**PROBLEM REQUIREMENTS**
Your answer should be the lines of the listing that contain the word "NaiveDate".

** Opening DATA SUPPLIED block **

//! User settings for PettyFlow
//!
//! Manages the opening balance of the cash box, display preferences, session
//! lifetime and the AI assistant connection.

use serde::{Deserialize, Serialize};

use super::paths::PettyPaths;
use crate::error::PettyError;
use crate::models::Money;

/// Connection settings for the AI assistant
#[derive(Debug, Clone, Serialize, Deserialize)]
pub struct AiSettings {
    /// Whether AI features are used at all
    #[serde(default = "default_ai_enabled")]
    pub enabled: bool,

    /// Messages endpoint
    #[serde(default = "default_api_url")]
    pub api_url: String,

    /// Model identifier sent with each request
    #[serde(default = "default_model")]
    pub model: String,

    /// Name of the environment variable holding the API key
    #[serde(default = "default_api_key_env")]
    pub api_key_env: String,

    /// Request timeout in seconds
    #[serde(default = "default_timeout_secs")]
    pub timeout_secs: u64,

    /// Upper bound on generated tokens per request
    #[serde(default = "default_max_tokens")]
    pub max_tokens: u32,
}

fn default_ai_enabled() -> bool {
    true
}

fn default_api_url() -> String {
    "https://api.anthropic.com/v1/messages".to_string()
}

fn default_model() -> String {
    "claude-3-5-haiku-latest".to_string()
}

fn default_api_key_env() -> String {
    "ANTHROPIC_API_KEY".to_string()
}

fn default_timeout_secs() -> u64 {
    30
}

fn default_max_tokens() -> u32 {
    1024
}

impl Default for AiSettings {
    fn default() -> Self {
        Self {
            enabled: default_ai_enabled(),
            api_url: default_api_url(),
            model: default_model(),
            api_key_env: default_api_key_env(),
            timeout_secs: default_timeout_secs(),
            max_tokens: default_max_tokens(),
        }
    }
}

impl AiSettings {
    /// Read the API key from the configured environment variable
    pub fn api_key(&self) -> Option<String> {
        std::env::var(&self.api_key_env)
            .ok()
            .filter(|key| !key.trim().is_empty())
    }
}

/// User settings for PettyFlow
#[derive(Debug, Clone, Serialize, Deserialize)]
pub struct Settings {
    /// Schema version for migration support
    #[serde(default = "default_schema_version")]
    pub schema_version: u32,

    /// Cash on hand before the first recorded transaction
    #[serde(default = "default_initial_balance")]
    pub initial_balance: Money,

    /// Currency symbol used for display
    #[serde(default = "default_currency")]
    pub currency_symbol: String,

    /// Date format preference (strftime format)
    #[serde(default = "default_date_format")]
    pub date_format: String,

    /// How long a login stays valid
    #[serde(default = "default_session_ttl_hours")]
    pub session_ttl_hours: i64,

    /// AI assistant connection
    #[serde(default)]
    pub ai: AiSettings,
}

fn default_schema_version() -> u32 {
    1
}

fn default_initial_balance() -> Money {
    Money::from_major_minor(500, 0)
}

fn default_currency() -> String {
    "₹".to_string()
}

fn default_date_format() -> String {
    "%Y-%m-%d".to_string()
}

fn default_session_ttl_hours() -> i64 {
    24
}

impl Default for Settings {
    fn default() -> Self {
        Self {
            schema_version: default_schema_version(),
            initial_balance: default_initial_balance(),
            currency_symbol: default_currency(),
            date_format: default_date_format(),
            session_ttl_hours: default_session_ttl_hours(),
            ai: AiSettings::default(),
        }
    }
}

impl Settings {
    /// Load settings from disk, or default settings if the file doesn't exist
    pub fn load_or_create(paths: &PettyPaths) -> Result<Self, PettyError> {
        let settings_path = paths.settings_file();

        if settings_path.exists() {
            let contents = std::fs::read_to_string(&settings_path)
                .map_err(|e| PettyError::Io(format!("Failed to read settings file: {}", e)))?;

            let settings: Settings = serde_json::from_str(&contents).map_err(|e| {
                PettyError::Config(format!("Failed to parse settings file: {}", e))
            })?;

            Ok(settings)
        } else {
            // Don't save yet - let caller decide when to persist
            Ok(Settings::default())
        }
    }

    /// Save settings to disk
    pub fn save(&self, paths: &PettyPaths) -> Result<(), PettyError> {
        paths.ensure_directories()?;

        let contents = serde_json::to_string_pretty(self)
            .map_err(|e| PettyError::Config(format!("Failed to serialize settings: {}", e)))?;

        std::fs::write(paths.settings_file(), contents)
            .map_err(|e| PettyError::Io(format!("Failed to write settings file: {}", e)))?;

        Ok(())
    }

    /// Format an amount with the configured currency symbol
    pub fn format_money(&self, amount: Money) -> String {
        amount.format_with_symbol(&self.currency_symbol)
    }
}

** Closing DATA SUPPLIED block **
** Opening DATA SUPPLIED block **

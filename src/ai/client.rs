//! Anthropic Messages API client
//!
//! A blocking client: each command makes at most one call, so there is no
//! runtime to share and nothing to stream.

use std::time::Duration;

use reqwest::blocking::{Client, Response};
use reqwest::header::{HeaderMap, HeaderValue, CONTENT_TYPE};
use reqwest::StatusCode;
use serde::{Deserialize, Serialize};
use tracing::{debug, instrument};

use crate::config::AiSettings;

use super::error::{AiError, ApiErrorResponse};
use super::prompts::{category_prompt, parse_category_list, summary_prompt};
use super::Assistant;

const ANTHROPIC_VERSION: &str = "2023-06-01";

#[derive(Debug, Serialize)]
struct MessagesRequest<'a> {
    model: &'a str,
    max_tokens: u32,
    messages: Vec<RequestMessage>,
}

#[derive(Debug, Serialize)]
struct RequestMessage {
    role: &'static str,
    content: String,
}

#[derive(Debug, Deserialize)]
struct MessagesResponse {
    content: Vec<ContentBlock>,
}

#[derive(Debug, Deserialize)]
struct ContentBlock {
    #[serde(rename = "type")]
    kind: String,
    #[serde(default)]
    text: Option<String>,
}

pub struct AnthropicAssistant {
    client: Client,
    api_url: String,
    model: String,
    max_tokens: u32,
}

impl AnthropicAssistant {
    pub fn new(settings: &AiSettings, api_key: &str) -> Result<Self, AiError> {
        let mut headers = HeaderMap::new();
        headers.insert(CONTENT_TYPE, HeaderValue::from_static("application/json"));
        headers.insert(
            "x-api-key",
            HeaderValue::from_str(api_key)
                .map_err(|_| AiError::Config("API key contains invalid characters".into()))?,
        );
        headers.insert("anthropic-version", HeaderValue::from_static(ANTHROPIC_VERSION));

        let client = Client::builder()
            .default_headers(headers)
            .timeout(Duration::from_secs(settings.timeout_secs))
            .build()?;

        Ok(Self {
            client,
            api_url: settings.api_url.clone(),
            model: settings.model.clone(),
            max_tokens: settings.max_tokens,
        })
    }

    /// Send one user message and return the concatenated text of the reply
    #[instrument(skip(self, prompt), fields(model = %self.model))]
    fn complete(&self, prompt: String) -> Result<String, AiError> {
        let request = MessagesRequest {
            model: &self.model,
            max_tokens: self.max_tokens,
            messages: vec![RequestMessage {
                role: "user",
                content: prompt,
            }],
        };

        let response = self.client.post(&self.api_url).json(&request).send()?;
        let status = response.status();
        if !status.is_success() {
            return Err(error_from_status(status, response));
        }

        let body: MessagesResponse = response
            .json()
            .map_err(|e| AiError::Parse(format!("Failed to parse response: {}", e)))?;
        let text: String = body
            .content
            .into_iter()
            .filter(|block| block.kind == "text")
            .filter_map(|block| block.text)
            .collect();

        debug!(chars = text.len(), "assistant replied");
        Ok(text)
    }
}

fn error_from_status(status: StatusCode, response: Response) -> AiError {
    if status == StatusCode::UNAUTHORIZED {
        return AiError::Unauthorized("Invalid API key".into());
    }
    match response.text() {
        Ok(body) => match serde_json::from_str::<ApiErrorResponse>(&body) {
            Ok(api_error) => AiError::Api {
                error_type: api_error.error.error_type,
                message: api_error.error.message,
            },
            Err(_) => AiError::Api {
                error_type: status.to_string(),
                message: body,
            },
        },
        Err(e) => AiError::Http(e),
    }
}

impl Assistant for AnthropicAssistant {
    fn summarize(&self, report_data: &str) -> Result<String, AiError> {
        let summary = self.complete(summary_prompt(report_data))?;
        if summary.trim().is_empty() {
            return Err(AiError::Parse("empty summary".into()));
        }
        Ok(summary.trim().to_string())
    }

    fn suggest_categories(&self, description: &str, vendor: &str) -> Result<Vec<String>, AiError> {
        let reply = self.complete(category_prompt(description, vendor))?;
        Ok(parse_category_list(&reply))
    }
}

** Closing DATA SUPPLIED block **
** Opening DATA SUPPLIED block **

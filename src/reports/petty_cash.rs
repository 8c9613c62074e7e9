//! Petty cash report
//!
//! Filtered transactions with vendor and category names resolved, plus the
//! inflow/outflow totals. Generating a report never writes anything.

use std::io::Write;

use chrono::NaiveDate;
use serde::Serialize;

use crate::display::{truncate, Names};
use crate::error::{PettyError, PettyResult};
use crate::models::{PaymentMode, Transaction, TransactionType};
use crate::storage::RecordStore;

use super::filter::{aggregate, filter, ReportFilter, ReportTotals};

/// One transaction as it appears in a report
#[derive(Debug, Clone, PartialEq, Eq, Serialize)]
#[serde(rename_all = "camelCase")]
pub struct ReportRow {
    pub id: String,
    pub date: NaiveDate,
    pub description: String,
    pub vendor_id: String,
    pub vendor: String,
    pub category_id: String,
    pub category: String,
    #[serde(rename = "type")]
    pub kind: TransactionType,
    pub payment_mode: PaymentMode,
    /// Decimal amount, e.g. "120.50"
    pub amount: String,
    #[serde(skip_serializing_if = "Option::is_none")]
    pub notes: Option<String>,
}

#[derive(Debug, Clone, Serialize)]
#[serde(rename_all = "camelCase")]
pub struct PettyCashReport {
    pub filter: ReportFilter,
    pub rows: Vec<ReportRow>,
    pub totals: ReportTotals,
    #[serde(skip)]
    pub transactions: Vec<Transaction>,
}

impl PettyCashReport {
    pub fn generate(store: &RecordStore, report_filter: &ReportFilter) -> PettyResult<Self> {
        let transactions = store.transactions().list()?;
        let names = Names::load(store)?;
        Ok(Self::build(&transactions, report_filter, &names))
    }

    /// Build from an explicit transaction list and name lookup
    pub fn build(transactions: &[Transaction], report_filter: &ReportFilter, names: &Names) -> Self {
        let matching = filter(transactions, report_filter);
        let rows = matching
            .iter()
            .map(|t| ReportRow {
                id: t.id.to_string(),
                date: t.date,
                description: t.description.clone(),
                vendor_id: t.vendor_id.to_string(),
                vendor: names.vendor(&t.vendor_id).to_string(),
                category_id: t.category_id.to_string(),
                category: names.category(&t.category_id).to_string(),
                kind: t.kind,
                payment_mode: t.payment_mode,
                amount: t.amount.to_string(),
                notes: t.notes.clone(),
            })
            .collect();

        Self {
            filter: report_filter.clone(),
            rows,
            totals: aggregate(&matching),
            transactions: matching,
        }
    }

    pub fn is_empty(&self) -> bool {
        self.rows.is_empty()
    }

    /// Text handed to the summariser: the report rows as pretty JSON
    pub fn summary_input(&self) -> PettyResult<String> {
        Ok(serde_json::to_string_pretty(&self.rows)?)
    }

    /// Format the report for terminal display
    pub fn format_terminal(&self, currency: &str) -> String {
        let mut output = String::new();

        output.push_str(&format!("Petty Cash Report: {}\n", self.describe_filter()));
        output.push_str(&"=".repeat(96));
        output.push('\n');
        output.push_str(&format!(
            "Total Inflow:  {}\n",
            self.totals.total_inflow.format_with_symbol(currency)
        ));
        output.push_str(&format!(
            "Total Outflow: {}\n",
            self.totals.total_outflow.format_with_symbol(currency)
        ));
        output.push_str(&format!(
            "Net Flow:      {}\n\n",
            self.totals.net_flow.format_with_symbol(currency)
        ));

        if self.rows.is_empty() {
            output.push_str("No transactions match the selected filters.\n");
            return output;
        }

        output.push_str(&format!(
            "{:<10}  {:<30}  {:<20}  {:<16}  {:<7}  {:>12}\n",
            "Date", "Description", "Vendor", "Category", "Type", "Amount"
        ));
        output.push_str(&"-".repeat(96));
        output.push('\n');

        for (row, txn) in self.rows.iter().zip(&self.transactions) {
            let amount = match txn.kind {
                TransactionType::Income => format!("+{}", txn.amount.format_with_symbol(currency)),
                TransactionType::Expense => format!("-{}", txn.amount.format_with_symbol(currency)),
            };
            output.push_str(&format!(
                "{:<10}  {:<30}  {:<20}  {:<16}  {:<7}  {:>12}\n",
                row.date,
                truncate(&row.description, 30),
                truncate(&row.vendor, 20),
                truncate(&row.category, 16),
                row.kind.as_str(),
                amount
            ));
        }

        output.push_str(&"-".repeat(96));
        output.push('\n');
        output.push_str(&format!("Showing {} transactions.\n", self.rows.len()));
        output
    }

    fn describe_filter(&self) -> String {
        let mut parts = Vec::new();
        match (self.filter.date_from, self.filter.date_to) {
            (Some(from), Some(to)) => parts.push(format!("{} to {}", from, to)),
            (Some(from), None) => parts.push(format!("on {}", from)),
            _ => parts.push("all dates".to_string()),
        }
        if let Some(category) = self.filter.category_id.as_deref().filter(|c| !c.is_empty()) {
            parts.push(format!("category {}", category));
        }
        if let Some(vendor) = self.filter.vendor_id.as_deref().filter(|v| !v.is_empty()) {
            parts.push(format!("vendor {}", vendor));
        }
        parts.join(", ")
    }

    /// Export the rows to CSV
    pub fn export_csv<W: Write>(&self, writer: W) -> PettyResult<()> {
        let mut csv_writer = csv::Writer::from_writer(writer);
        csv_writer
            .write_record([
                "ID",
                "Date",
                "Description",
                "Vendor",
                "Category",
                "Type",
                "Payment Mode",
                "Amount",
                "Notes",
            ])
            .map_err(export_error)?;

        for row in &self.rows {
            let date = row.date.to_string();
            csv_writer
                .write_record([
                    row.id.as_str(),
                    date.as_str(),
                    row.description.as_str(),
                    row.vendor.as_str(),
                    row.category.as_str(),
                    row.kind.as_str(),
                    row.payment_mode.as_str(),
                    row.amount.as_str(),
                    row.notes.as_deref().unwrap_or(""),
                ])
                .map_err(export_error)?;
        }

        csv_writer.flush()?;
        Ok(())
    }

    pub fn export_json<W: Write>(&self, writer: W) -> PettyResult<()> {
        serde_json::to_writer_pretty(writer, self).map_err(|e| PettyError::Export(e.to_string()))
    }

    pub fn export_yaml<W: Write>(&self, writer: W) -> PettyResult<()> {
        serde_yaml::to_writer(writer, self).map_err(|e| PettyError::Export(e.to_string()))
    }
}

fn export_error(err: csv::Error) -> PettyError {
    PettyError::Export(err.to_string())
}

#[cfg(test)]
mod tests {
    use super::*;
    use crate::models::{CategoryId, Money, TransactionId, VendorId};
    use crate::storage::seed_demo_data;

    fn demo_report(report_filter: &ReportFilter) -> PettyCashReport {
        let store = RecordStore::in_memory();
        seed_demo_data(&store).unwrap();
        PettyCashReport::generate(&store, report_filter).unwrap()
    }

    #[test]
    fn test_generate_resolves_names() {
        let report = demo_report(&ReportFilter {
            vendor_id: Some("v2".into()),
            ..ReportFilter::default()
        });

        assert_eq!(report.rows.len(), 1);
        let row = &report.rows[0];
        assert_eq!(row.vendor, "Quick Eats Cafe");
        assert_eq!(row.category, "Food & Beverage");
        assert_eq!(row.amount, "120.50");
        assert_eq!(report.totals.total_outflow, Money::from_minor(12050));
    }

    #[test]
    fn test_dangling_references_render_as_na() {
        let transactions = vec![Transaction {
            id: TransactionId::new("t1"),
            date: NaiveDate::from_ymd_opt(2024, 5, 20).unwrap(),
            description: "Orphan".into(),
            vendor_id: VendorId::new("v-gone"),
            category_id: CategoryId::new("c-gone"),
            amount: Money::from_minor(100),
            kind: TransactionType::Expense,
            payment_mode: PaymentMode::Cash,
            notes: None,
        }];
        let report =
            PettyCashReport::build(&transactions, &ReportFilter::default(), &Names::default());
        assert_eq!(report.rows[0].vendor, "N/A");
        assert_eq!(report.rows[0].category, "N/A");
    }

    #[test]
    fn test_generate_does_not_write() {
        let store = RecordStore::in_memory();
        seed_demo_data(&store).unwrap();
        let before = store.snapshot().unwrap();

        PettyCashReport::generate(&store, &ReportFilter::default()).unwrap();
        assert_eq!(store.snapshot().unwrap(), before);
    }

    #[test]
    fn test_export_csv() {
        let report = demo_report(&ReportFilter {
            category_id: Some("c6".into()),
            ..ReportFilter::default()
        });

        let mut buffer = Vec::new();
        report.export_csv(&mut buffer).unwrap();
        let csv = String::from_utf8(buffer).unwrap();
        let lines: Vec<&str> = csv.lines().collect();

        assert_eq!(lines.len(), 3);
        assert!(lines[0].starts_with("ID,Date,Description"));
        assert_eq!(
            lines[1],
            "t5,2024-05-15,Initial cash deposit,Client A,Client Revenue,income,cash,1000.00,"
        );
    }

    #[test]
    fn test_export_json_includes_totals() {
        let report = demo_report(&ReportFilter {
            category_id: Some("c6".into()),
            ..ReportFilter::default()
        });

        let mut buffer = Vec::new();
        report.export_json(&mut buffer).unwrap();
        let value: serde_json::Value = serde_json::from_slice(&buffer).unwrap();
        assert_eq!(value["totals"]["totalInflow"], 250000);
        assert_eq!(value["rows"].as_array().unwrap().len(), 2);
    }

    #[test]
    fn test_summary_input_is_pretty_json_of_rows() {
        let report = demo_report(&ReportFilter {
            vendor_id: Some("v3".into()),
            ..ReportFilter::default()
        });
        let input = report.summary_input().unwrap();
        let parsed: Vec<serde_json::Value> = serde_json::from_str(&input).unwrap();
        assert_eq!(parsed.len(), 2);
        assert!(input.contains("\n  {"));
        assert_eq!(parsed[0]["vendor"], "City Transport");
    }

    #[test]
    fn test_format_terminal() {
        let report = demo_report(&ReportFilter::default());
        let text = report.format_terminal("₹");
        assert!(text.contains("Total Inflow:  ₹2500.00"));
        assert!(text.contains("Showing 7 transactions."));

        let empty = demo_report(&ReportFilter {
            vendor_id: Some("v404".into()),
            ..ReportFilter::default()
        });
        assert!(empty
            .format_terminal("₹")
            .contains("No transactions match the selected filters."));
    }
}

** Closing DATA SUPPLIED block **

**OUTPUT BELOW**
use chrono::NaiveDate;
    pub date: NaiveDate,
            date: NaiveDate::from_ymd_opt(2024, 5, 20).unwrap(),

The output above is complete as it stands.